▶ WHAT YOU NEED TO DO: Go through the data and retrieve each line that includes the string "Result".

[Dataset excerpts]
━━━
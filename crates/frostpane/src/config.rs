//! Blur configuration and declarative container attributes.
//!
//! A [`BlurConfiguration`] is what a composite pass reads: the blur radius
//! and the corner radius. It is set either programmatically through
//! [`BlurLayout::set_blurred_background_for_target_child`] or
//! declaratively from [`BlurLayoutAttributes`], usually loaded from TOML:
//!
//! ```toml
//! target-child-tag = 3
//! blur-radius = 16
//! target-child-background-corner-radius = 12.0
//! ```
//!
//! [`BlurLayout::set_blurred_background_for_target_child`]: crate::BlurLayout::set_blurred_background_for_target_child

use std::num::NonZeroU32;

use frostpane_core::ViewTag;
use serde::Deserialize;
use thiserror::Error;

use crate::view::{BlurRadiusProvider, CornerRadiusProvider};

/// The radii a composite pass runs with, before per-view overrides.
#[derive(Debug, Clone, Copy, PartialEq, Default)]
pub struct BlurConfiguration {
    /// Blur radius. `None` means the target must provide one.
    pub blur_radius: Option<NonZeroU32>,
    /// Corner radius of the materialized background. Zero or less means
    /// square corners.
    pub corner_radius: f32,
}

impl BlurConfiguration {
    /// Create a configuration with no blur radius and square corners.
    pub fn new() -> Self {
        Self::default()
    }

    /// Set the blur radius using builder pattern. Zero clears it.
    pub fn with_blur_radius(mut self, radius: u32) -> Self {
        self.blur_radius = NonZeroU32::new(radius);
        self
    }

    /// Set the corner radius using builder pattern.
    pub fn with_corner_radius(mut self, radius: f32) -> Self {
        self.corner_radius = radius;
        self
    }

    /// The blur radius to use, given the target's optional capability.
    ///
    /// A provided value always wins over the configured one.
    pub fn effective_blur_radius(&self, provider: Option<&dyn BlurRadiusProvider>) -> Option<u32> {
        match provider {
            Some(provider) => Some(provider.provide_blur_radius()),
            None => self.blur_radius.map(NonZeroU32::get),
        }
    }

    /// The corner radius to use, given the target's optional capability.
    pub fn effective_corner_radius(&self, provider: Option<&dyn CornerRadiusProvider>) -> f32 {
        provider.map_or(self.corner_radius, |provider| provider.provide_corner_radius())
    }
}

/// Errors from parsing or validating [`BlurLayoutAttributes`].
#[derive(Error, Debug)]
pub enum AttributeError {
    /// The attribute source was not valid TOML for this schema.
    #[error("failed to parse attributes: {0}")]
    Parse(#[from] toml::de::Error),

    /// A blur radius was given but is zero.
    #[error("blur-radius must be positive")]
    ZeroBlurRadius,

    /// The corner radius is negative or not a number.
    #[error("target-child-background-corner-radius must be a non-negative number, got {0}")]
    InvalidCornerRadius(f32),
}

/// Declarative configuration applied when a container is constructed.
///
/// All three attributes are optional. An absent tag leaves the target to be
/// chosen later, or inferred when the container ends up with one child.
#[derive(Debug, Clone, Default, PartialEq, Deserialize)]
#[serde(rename_all = "kebab-case", deny_unknown_fields)]
pub struct BlurLayoutAttributes {
    /// Tag of the child to blur behind.
    pub target_child_tag: Option<ViewTag>,
    /// Blur radius.
    pub blur_radius: Option<u32>,
    /// Corner radius of the blurred background.
    pub target_child_background_corner_radius: Option<f32>,
}

impl BlurLayoutAttributes {
    /// Parse and validate attributes from a TOML document.
    pub fn from_toml_str(source: &str) -> Result<Self, AttributeError> {
        let attributes: Self = toml::from_str(source)?;
        attributes.validate()?;
        Ok(attributes)
    }

    /// Check value ranges.
    pub fn validate(&self) -> Result<(), AttributeError> {
        if self.blur_radius == Some(0) {
            return Err(AttributeError::ZeroBlurRadius);
        }
        if let Some(radius) = self.target_child_background_corner_radius
            && (radius.is_nan() || radius < 0.0)
        {
            return Err(AttributeError::InvalidCornerRadius(radius));
        }
        Ok(())
    }

    /// The configuration these attributes describe.
    pub fn to_configuration(&self) -> BlurConfiguration {
        BlurConfiguration {
            blur_radius: self.blur_radius.and_then(NonZeroU32::new),
            corner_radius: self.target_child_background_corner_radius.unwrap_or(0.0),
        }
    }
}

#[cfg(test)]
mod tests {
    use super::*;

    struct FixedRadius(u32);

    impl BlurRadiusProvider for FixedRadius {
        fn provide_blur_radius(&self) -> u32 {
            self.0
        }
    }

    struct FixedCorner(f32);

    impl CornerRadiusProvider for FixedCorner {
        fn provide_corner_radius(&self) -> f32 {
            self.0
        }
    }

    #[test]
    fn test_provider_wins_over_configuration() {
        let config = BlurConfiguration::new().with_blur_radius(10).with_corner_radius(4.0);
        assert_eq!(config.effective_blur_radius(None), Some(10));
        assert_eq!(config.effective_blur_radius(Some(&FixedRadius(25))), Some(25));
        assert_eq!(config.effective_corner_radius(None), 4.0);
        assert_eq!(config.effective_corner_radius(Some(&FixedCorner(9.0))), 9.0);
    }

    #[test]
    fn test_missing_radius_is_unresolved() {
        let config = BlurConfiguration::new();
        assert_eq!(config.effective_blur_radius(None), None);
        assert_eq!(config.with_blur_radius(0).blur_radius, None);
    }

    #[test]
    fn test_parse_attributes() {
        let attributes = BlurLayoutAttributes::from_toml_str(
            r#"
            target-child-tag = 3
            blur-radius = 16
            target-child-background-corner-radius = 12.5
            "#,
        )
        .unwrap();

        assert_eq!(attributes.target_child_tag, ViewTag::new(3));
        let config = attributes.to_configuration();
        assert_eq!(config.blur_radius.map(NonZeroU32::get), Some(16));
        assert_eq!(config.corner_radius, 12.5);
    }

    #[test]
    fn test_empty_attributes() {
        let attributes = BlurLayoutAttributes::from_toml_str("").unwrap();
        assert_eq!(attributes, BlurLayoutAttributes::default());
        assert_eq!(attributes.to_configuration(), BlurConfiguration::new());
    }

    #[test]
    fn test_invalid_attributes() {
        assert!(matches!(
            BlurLayoutAttributes::from_toml_str("blur-radius = 0"),
            Err(AttributeError::ZeroBlurRadius)
        ));
        assert!(matches!(
            BlurLayoutAttributes::from_toml_str("target-child-background-corner-radius = -1.0"),
            Err(AttributeError::InvalidCornerRadius(_))
        ));
        assert!(matches!(
            BlurLayoutAttributes::from_toml_str("target-child-tag = 0"),
            Err(AttributeError::Parse(_))
        ));
        assert!(matches!(
            BlurLayoutAttributes::from_toml_str("blur = 3"),
            Err(AttributeError::Parse(_))
        ));
    }
}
━━━
▶ RESPONSE:
    pub fn from_toml_str(source: &str) -> Result<Self, AttributeError> {
    pub fn validate(&self) -> Result<(), AttributeError> {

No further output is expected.